Family trusts and the GAAR

In another April decision involving family trusts, the CRA tried to apply the general anti-avoidance rule to a family trust. In McClarty Family Trust, the taxpayer had used a complex series of transactions to transform income from his engineering company to capital gains paid out to his three minor children.

The taxpayer, Darrell McClarty, had been involved in an acrimonious dispute with his former employer, who had threatened him with legal action over the alleged theft of intellectual property. At trial in the TCC, McClarty argued that the series of transactions, which involved the creation of several companies, the trust, and a series of circular loans, was designed to protect his assets from creditors, in a manner that attracted the least possible tax.

The CRA, however, alleged that the transactions amounted to abusive tax avoidance: the final effect of the transactions was to pay out capital gains — not more highly taxed dividends — to McClarty’s three minor sons.

In holding for the taxpayer, the tax court concluded that McClarty had genuine reasons for wishing to creditor-proof his assets in a tax-efficient manner. The court also suggested that the CRA may not use the GAAR when the rules against income splitting with minor children cannot be applied (the “kidde tax.”) In a note on the case, Dan Misutka, a tax expert with law firm Fraser Milner Casgrain LLP, stated: “[The TCC] did note that to the extent that there was a gap in the legislation, which allowed for the distribution of capital gains to minor beneficiaries of a trust in a manner that was not taxable under [the kiddie tax provisions] of the Act, it was inappropriate for the Minister to use the GAAR to fill in the gaps.”

The pipeline strategey

Yet another April tax court case appears to be positive for clients whose wealth is held in a private corporation.

Canadian heart surgeon Robert MacDonald had to close down his Canadian-based medical services business — worth more than $500,000 — after deciding to relocate to the United States for family reasons.

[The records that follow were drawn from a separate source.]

//! Frame encoding/decoding utilities.
//!
//! Every ANT message travels in a sync-delimited, XOR-checksummed frame:
//!
//! ```text
//! +------+--------+------------+----------------------+----------+
//! | sync | length | message id | payload[0..length]   | checksum |
//! +------+--------+------------+----------------------+----------+
//! ```
//!
//! The length byte counts the payload bytes after the message id, so a frame
//! occupies `length + 4` bytes. The checksum is the XOR of every preceding byte,
//! which makes the XOR over a whole valid frame zero.

use bytes::{Buf, Bytes, BytesMut};

use crate::constants::*;
use crate::error::ProtocolError;

/// XOR of all bytes in `data`.
pub fn xor_sum(data: &[u8]) -> u8 {
    data.iter().fold(0, |acc, b| acc ^ b)
}

/// Builder for an outbound frame.
///
/// Fields are appended in call order; only single bytes and byte slices are
/// accepted, so the length byte always matches what was written.
#[derive(Debug, Clone)]
pub struct FrameBuilder {
    message_id: u8,
    payload: Vec<u8>,
}

impl FrameBuilder {
    /// Start a frame for the given message id.
    pub fn new(message_id: u8) -> Self {
        FrameBuilder {
            message_id,
            payload: Vec::with_capacity(MAX_PAYLOAD_LEN),
        }
    }

    /// Append one byte.
    pub fn byte(mut self, value: u8) -> Self {
        self.payload.push(value);
        self
    }

    /// Append a byte sequence.
    pub fn bytes(mut self, values: &[u8]) -> Self {
        self.payload.extend_from_slice(values);
        self
    }

    /// Serialize into wire bytes.
    pub fn build(self) -> Result<Vec<u8>, ProtocolError> {
        let len = self.payload.len();
        if len > MAX_PAYLOAD_LEN {
            return Err(ProtocolError::PayloadTooLong {
                max: MAX_PAYLOAD_LEN,
                actual: len,
            });
        }
        if len < MIN_PAYLOAD_LEN {
            return Err(ProtocolError::BadLength(len as u8));
        }

        let mut buf = Vec::with_capacity(len + FRAME_OVERHEAD);
        buf.push(SYNC);
        buf.push(len as u8);
        buf.push(self.message_id);
        buf.extend_from_slice(&self.payload);
        buf.push(xor_sum(&buf));
        Ok(buf)
    }
}

/// Encode a frame with a single payload slice.
pub fn encode(message_id: u8, payload: &[u8]) -> Result<Vec<u8>, ProtocolError> {
    FrameBuilder::new(message_id).bytes(payload).build()
}

/// Outcome of checking a byte window that starts with a sync byte.
#[derive(Debug, Clone, Copy, PartialEq, Eq)]
pub enum Validation {
    /// The window ends before the declared frame does.
    NeedMore,
    /// The length byte is out of range; the stream is out of sync.
    BadLength(u8),
    /// The declared frame does not XOR to zero.
    BadChecksum,
    /// A complete frame of this many bytes sits at the start of the window.
    Complete(usize),
}

/// Check whether `window` begins with a complete, valid frame.
///
/// The length byte is range-checked before completeness, so garbage with a
/// huge length resolves as `BadLength` instead of waiting for data that will
/// never make it valid.
pub fn validate(window: &[u8]) -> Validation {
    if window.len() < 2 {
        return Validation::NeedMore;
    }
    let len = window[1];
    if !(MIN_PAYLOAD_LEN..=MAX_PAYLOAD_LEN).contains(&(len as usize)) {
        return Validation::BadLength(len);
    }
    let frame_len = len as usize + FRAME_OVERHEAD;
    if window.len() < frame_len {
        return Validation::NeedMore;
    }
    if xor_sum(&window[..frame_len]) != 0 {
        return Validation::BadChecksum;
    }
    Validation::Complete(frame_len)
}

/// Index of the first sync byte in `window`, or `window.len()` when there is none.
pub fn find_sync(window: &[u8]) -> usize {
    window
        .iter()
        .position(|&b| is_sync(b))
        .unwrap_or(window.len())
}

/// A complete frame that passed validation.
#[derive(Debug, Clone, PartialEq, Eq)]
pub struct Frame {
    raw: Bytes,
}

impl Frame {
    /// Validate a buffer holding exactly one frame.
    pub fn from_bytes(data: &[u8]) -> Result<Self, ProtocolError> {
        let min = MIN_PAYLOAD_LEN + FRAME_OVERHEAD;
        if data.len() < min {
            return Err(ProtocolError::FrameTooShort {
                expected: min,
                actual: data.len(),
            });
        }
        if !is_sync(data[0]) {
            return Err(ProtocolError::BadSync(data[0]));
        }
        match validate(data) {
            Validation::Complete(len) if len == data.len() => Ok(Frame {
                raw: Bytes::copy_from_slice(data),
            }),
            // Trailing bytes past the declared frame.
            Validation::Complete(_) => Err(ProtocolError::BadLength(data[1])),
            Validation::BadLength(len) => Err(ProtocolError::BadLength(len)),
            Validation::BadChecksum => Err(ProtocolError::BadChecksum),
            Validation::NeedMore => Err(ProtocolError::FrameTooShort {
                expected: data[1] as usize + FRAME_OVERHEAD,
                actual: data.len(),
            }),
        }
    }

    /// The sync byte this frame arrived with.
    pub fn sync(&self) -> u8 {
        self.raw[0]
    }

    /// The message id.
    pub fn message_id(&self) -> u8 {
        self.raw[2]
    }

    /// Payload bytes between the message id and the checksum.
    pub fn payload(&self) -> &[u8] {
        &self.raw[3..self.raw.len() - 1]
    }

    /// The whole frame as received.
    pub fn as_bytes(&self) -> &[u8] {
        &self.raw
    }

    /// Total frame size in bytes.
    pub fn len(&self) -> usize {
        self.raw.len()
    }

    /// Frames are never empty; provided for API completeness.
    pub fn is_empty(&self) -> bool {
        self.raw.is_empty()
    }
}

/// Incremental frame decoder owning the receive backlog.
///
/// Bytes are pushed as they arrive; partial frames stay buffered across
/// calls. Garbage before a sync byte is dropped, and a sync byte that heads
/// a bad length or a bad checksum is dropped one byte at a time until a
/// valid frame lines up.
#[derive(Debug, Default)]
pub struct FrameCodec {
    /// Buffer for accumulating incoming data.
    buffer: BytesMut,
    /// Bytes dropped while hunting for sync since creation.
    discarded: u64,
    /// Candidate frames rejected for bad length or checksum.
    rejected: u64,
}

impl FrameCodec {
    /// Create a new frame codec.
    pub fn new() -> Self {
        FrameCodec {
            buffer: BytesMut::with_capacity(4096),
            discarded: 0,
            rejected: 0,
        }
    }

    /// Add received data to the buffer.
    pub fn push(&mut self, data: &[u8]) {
        self.buffer.extend_from_slice(data);
    }

    /// Drop everything before the next sync byte. Returns the number of bytes dropped.
    pub fn resync(&mut self) -> usize {
        let skip = find_sync(&self.buffer);
        if skip > 0 {
            log::debug!("discarding {} bytes: {:02x?}", skip, &self.buffer[..skip]);
            self.buffer.advance(skip);
            self.discarded += skip as u64;
        }
        skip
    }

    /// Try to decode a complete frame from the buffer.
    ///
    /// Returns `Some(frame)` if a complete frame is available, or `None` if
    /// more data is needed.
    pub fn decode(&mut self) -> Option<Frame> {
        loop {
            self.resync();
            match validate(&self.buffer) {
                Validation::NeedMore => return None,
                Validation::BadLength(len) => {
                    log::trace!("bad length byte {len}, skipping sync byte");
                    self.rejected += 1;
                    self.buffer.advance(1);
                }
                Validation::BadChecksum => {
                    log::trace!("checksum mismatch, skipping sync byte");
                    self.rejected += 1;
                    self.buffer.advance(1);
                }
                Validation::Complete(len) => {
                    let raw = self.buffer.split_to(len).freeze();
                    return Some(Frame { raw });
                }
            }
        }
    }

    /// Get the number of buffered bytes.
    pub fn buffered_len(&self) -> usize {
        self.buffer.len()
    }

    /// Total bytes discarded while resynchronizing.
    pub fn discarded(&self) -> u64 {
        self.discarded
    }

    /// Total candidate frames rejected for bad length or checksum.
    pub fn rejected(&self) -> u64 {
        self.rejected
    }

    /// Clear the buffer.
    pub fn clear(&mut self) {
        self.buffer.clear();
    }
}

#[cfg(test)]
mod tests {
    use super::*;

    #[test]
    fn test_encode_open_channel() {
        let frame = FrameBuilder::new(MSG_OPEN_CHANNEL).byte(0x00).build().unwrap();
        assert_eq!(frame, vec![0xA4, 0x01, 0x4B, 0x00, 0xEE]);
    }

    #[test]
    fn test_encode_mixed_fields() {
        let frame = FrameBuilder::new(MSG_CHANNEL_PERIOD)
            .byte(0x00)
            .bytes(&[0x00, 0x10])
            .build()
            .unwrap();
        assert_eq!(&frame[..5], &[0xA4, 0x03, 0x43, 0x00, 0x00]);
        assert_eq!(frame[5], 0x10);
        assert_eq!(xor_sum(&frame), 0);
    }

    #[test]
    fn test_encode_rejects_oversize_payload() {
        let err = encode(MSG_BURST_DATA, &[0u8; 33]).unwrap_err();
        assert_eq!(err, ProtocolError::PayloadTooLong { max: 32, actual: 33 });
    }

    #[test]
    fn test_encode_rejects_empty_payload() {
        assert_eq!(encode(MSG_RESET, &[]), Err(ProtocolError::BadLength(0)));
    }

    #[test]
    fn test_round_trip_all_payload_sizes() {
        for len in MIN_PAYLOAD_LEN..=MAX_PAYLOAD_LEN {
            let payload: Vec<u8> = (0..len).map(|i| (i * 7 + 3) as u8).collect();
            let bytes = encode(0x4F, &payload).unwrap();
            assert_eq!(validate(&bytes), Validation::Complete(len + FRAME_OVERHEAD));

            let frame = Frame::from_bytes(&bytes).unwrap();
            assert_eq!(frame.message_id(), 0x4F);
            assert_eq!(frame.payload(), &payload[..]);
        }
    }

    #[test]
    fn test_single_bit_flip_breaks_checksum() {
        let bytes = encode(MSG_ACKNOWLEDGED_DATA, &[0x00, 0x38, 0x24, 0x00, 0x00, 0x00, 0x00, 0x00, 0x00]).unwrap();
        // Flipping the length byte reframes the window instead.
        for index in (0..bytes.len()).filter(|&i| i != 1) {
            for bit in 0..8 {
                let mut corrupt = bytes.clone();
                corrupt[index] ^= 1 << bit;
                assert_eq!(validate(&corrupt), Validation::BadChecksum, "byte {index} bit {bit}");
            }
        }
    }

    #[test]
    fn test_validate_need_more() {
        let bytes = encode(MSG_OPEN_CHANNEL, &[0x00]).unwrap();
        assert_eq!(validate(&bytes[..1]), Validation::NeedMore);
        assert_eq!(validate(&bytes[..4]), Validation::NeedMore);
    }

    #[test]
    fn test_validate_bad_length_without_waiting() {
        assert_eq!(validate(&[0xA4, 33]), Validation::BadLength(33));
        assert_eq!(validate(&[0xA4, 0, 0x4B, 0xEF]), Validation::BadLength(0));
    }

    #[test]
    fn test_find_sync() {
        assert_eq!(find_sync(&[0x01, 0x02, 0xA5, 0xA4]), 2);
        assert_eq!(find_sync(&[0x01, 0x02]), 2);
        assert_eq!(find_sync(&[]), 0);
    }

    #[test]
    fn test_codec_skips_garbage_prefix() {
        let mut codec = FrameCodec::new();
        let garbage = [0x00, 0x11, 0x22, 0x33, 0x7F];
        codec.push(&garbage);
        codec.push(&encode(MSG_OPEN_CHANNEL, &[0x00]).unwrap());

        assert_eq!(codec.resync(), garbage.len());
        let frame = codec.decode().expect("should decode frame");
        assert_eq!(frame.message_id(), MSG_OPEN_CHANNEL);
        assert_eq!(codec.discarded(), garbage.len() as u64);
        assert_eq!(codec.buffered_len(), 0);
    }

    #[test]
    fn test_codec_bad_length_advances_one_byte() {
        let mut codec = FrameCodec::new();
        // A sync byte followed by an impossible length, then a real frame.
        codec.push(&[0xA4, 33]);
        codec.push(&encode(MSG_CLOSE_CHANNEL, &[0x00]).unwrap());

        let frame = codec.decode().expect("should decode frame");
        assert_eq!(frame.message_id(), MSG_CLOSE_CHANNEL);
        assert_eq!(codec.rejected(), 1);
        // Only the 0x21 length byte was hunted over as garbage.
        assert_eq!(codec.discarded(), 1);
    }

    #[test]
    fn test_codec_partial() {
        let mut codec = FrameCodec::new();
        let bytes = encode(MSG_BURST_DATA, &[0x01, 1, 2, 3, 4, 5, 6, 7, 8]).unwrap();

        codec.push(&bytes[..6]);
        assert!(codec.decode().is_none());
        assert_eq!(codec.buffered_len(), 6);

        codec.push(&bytes[6..]);
        let frame = codec.decode().expect("should decode frame");
        assert_eq!(frame.payload(), &[0x01, 1, 2, 3, 4, 5, 6, 7, 8]);
    }

    #[test]
    fn test_codec_multiple_and_alt_sync() {
        let mut codec = FrameCodec::new();
        let mut second = encode(MSG_BROADCAST_DATA, &[0x00, 1, 2, 3, 4, 5, 6, 7, 8]).unwrap();
        // Re-sign the frame with the alternate sync byte.
        second[0] = SYNC_ALT;
        let last = second.len() - 1;
        second[last] = xor_sum(&second[..last]);

        codec.push(&encode(MSG_OPEN_CHANNEL, &[0x00]).unwrap());
        codec.push(&second);

        assert_eq!(codec.decode().unwrap().message_id(), MSG_OPEN_CHANNEL);
        let frame = codec.decode().unwrap();
        assert_eq!(frame.sync(), SYNC_ALT);
        assert_eq!(frame.message_id(), MSG_BROADCAST_DATA);
        assert!(codec.decode().is_none());
    }

    #[test]
    fn test_frame_from_bytes_errors() {
        assert_eq!(
            Frame::from_bytes(&[0xA4, 0x01, 0x4B, 0x00, 0xEF]),
            Err(ProtocolError::BadChecksum)
        );
        assert_eq!(Frame::from_bytes(&[0xA4, 40, 0, 0, 0]), Err(ProtocolError::BadLength(40)));
        assert!(matches!(
            Frame::from_bytes(&[0xA4, 0x01, 0x4B]),
            Err(ProtocolError::FrameTooShort { .. })
        ));
    }
}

In the normal course, MacDonald would have been subject to double taxation: Canada’s rules would have imposed a deemed disposition of the company’s shares on MacDonald’s departure, while the U.S. requires an actual sale: thus, he would have been exposed to tax in both Canada and the U.S. on the same income.

To avoid this result, MacDonald sold his shares in his personal corporation to his brother in law. He was then able to set off existing capital losses against the capital gain, resulting in no tax.

Similar transactions, known as the “pipeline” strategy, are sometimes used to reduce the taxes payable when the controlling shareholder of a private corporation dies. In simple terms, the strategy avoids the potential of long-term double taxation that can arise as a result of the application of two rules: deemed disposition of shares on death, and the winding up rule under s.84(2), which deems certain amounts paid out on a winding up to be dividends.

The pipeline strategy is also designed to lower taxes by treating assets removed from a private corporation — sometimes called a surplus strip — as capital gains instead of dividends. In recent years, the CRA has questioned the use of the pipeline strategy.

The CRA alleged that the amounts should be treated as dividends, under s. 84(2) and that GAAR should apply. In holding that the CRA had generally misinterpreted the correct application of s. 84(2) in the case of pipeline strategies — as well as its application to MacDonald’s tax planning — Justice J.E. Hershfield referred to the CRA’s allegation of abusive tax planning as “bizarre.” Essentially, the court concluded that MacDonald’s tax plan put him in the same position under Canadian law as if there had been a deemed disposition of his shares. Further, the judgment states that MacDonald achieved this result by “legally effective means.”

In a note on the case, Douglas Forer, a lawyer with McLennan Ross LLP, concluded: “[The case] encourages taxpayers, and tax planners, to use tax plans, such as the pipeline strategy, as an acceptable means of arranging one’s affairs. It also emphasizes that the [CRA’s] view of the act, no matter how forcefully expressed, can be wrong: the [CRA] may have an opinion, but it is not the law.”